[Stored items]
::::::

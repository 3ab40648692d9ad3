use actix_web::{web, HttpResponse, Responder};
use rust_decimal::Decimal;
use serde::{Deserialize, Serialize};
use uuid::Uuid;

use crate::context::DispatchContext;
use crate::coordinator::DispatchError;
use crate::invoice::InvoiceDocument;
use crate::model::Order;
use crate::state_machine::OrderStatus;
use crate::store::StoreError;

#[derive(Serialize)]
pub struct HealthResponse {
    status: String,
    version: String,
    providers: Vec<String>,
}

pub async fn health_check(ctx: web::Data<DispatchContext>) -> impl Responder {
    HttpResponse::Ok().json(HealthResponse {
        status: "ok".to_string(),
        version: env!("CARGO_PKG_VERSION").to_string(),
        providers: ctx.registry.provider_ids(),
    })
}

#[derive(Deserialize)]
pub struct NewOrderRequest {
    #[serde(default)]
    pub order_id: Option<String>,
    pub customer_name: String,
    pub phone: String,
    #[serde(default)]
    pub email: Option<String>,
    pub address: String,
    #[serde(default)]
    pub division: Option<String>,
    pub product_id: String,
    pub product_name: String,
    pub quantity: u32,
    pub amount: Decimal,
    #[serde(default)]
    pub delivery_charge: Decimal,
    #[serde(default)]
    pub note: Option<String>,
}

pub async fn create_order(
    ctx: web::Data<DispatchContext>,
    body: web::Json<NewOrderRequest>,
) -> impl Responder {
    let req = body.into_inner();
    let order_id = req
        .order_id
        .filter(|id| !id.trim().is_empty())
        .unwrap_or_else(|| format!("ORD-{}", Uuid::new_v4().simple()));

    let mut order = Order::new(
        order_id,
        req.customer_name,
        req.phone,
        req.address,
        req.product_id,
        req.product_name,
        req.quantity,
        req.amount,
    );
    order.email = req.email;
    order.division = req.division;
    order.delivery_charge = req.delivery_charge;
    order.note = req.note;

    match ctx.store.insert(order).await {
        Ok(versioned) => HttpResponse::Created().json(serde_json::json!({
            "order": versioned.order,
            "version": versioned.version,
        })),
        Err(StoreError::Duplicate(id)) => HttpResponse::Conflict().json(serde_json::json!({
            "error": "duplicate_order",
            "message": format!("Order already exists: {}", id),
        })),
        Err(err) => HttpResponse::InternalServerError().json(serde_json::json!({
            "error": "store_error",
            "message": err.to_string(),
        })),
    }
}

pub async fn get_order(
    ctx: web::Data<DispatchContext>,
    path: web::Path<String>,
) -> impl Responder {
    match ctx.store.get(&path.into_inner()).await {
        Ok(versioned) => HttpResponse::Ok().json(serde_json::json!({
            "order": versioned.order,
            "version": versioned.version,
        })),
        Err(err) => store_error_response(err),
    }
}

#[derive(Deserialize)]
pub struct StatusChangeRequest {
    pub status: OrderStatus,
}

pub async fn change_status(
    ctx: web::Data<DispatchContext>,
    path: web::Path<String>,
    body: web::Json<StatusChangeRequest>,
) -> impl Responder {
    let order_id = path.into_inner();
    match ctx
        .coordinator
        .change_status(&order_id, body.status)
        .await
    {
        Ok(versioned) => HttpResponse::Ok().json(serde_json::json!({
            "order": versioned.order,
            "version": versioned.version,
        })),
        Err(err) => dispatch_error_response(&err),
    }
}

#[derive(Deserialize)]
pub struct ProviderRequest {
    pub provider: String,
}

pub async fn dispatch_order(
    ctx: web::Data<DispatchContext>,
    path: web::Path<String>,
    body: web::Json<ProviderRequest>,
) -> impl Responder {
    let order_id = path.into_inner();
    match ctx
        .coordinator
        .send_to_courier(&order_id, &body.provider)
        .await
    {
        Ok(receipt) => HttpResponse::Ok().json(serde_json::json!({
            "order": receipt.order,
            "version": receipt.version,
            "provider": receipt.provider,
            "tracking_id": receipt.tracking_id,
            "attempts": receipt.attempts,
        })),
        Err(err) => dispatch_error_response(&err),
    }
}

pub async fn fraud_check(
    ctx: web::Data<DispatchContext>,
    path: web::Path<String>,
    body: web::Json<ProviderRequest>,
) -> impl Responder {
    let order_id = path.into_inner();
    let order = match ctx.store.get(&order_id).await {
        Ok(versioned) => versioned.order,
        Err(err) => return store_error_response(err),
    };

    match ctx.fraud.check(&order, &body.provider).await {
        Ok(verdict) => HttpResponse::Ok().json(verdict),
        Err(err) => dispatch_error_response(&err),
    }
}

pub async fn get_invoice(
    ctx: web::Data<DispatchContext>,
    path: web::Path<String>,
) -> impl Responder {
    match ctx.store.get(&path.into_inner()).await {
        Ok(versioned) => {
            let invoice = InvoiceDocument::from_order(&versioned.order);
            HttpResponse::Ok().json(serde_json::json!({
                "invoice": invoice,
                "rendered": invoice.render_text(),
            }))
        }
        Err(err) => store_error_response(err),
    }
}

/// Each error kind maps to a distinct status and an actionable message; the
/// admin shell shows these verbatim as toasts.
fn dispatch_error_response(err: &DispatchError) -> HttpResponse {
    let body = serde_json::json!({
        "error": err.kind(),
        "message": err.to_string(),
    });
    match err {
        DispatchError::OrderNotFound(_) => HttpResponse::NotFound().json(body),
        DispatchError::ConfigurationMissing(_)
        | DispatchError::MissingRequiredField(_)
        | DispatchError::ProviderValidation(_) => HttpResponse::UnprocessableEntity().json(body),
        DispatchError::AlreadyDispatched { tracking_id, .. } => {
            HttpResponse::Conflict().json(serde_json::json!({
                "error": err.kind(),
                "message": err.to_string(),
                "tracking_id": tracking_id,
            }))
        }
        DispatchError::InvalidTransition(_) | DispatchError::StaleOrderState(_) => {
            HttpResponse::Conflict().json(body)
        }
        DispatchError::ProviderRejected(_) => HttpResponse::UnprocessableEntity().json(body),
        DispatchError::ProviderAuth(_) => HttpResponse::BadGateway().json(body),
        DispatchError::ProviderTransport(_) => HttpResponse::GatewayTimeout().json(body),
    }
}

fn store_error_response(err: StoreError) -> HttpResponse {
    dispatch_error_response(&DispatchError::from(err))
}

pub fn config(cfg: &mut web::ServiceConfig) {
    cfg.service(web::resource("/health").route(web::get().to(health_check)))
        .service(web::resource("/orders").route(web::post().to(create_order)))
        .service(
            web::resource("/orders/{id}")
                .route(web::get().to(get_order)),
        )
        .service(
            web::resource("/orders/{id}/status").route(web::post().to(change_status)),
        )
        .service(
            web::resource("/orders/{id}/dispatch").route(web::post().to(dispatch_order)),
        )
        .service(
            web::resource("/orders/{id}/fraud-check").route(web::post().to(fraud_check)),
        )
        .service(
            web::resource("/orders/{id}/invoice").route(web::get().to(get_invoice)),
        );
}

::::::

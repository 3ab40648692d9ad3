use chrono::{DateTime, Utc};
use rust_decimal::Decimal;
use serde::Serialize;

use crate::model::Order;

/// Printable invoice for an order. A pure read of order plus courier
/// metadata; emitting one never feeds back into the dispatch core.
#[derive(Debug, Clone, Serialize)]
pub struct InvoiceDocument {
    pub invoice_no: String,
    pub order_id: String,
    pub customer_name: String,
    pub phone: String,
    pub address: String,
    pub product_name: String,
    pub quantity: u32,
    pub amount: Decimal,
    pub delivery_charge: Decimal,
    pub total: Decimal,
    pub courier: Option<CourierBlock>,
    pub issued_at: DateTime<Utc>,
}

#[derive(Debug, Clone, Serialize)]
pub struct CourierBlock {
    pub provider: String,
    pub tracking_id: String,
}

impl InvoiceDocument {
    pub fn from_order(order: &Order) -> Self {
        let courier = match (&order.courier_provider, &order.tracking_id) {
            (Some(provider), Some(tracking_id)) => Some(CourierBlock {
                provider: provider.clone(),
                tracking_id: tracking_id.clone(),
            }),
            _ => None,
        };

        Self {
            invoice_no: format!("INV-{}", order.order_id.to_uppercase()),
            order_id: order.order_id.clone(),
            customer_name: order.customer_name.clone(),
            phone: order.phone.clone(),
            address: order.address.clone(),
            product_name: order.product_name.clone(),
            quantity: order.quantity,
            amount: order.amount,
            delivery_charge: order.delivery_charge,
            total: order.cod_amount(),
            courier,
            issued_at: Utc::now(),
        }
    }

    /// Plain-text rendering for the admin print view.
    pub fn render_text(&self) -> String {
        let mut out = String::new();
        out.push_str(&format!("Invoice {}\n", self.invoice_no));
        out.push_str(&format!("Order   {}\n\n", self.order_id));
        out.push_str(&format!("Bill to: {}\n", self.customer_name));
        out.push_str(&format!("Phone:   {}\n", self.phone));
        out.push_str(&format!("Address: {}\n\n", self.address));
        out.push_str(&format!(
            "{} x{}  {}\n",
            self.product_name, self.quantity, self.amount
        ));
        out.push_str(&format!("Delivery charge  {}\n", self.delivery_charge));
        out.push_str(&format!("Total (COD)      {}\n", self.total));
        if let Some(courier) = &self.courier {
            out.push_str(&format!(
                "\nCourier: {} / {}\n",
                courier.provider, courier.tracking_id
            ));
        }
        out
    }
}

::::::

Task objective:
Take every line above that includes "NewOrderRequest" and list it.

Completed exercise:
pub struct NewOrderRequest {
    body: web::Json<NewOrderRequest>,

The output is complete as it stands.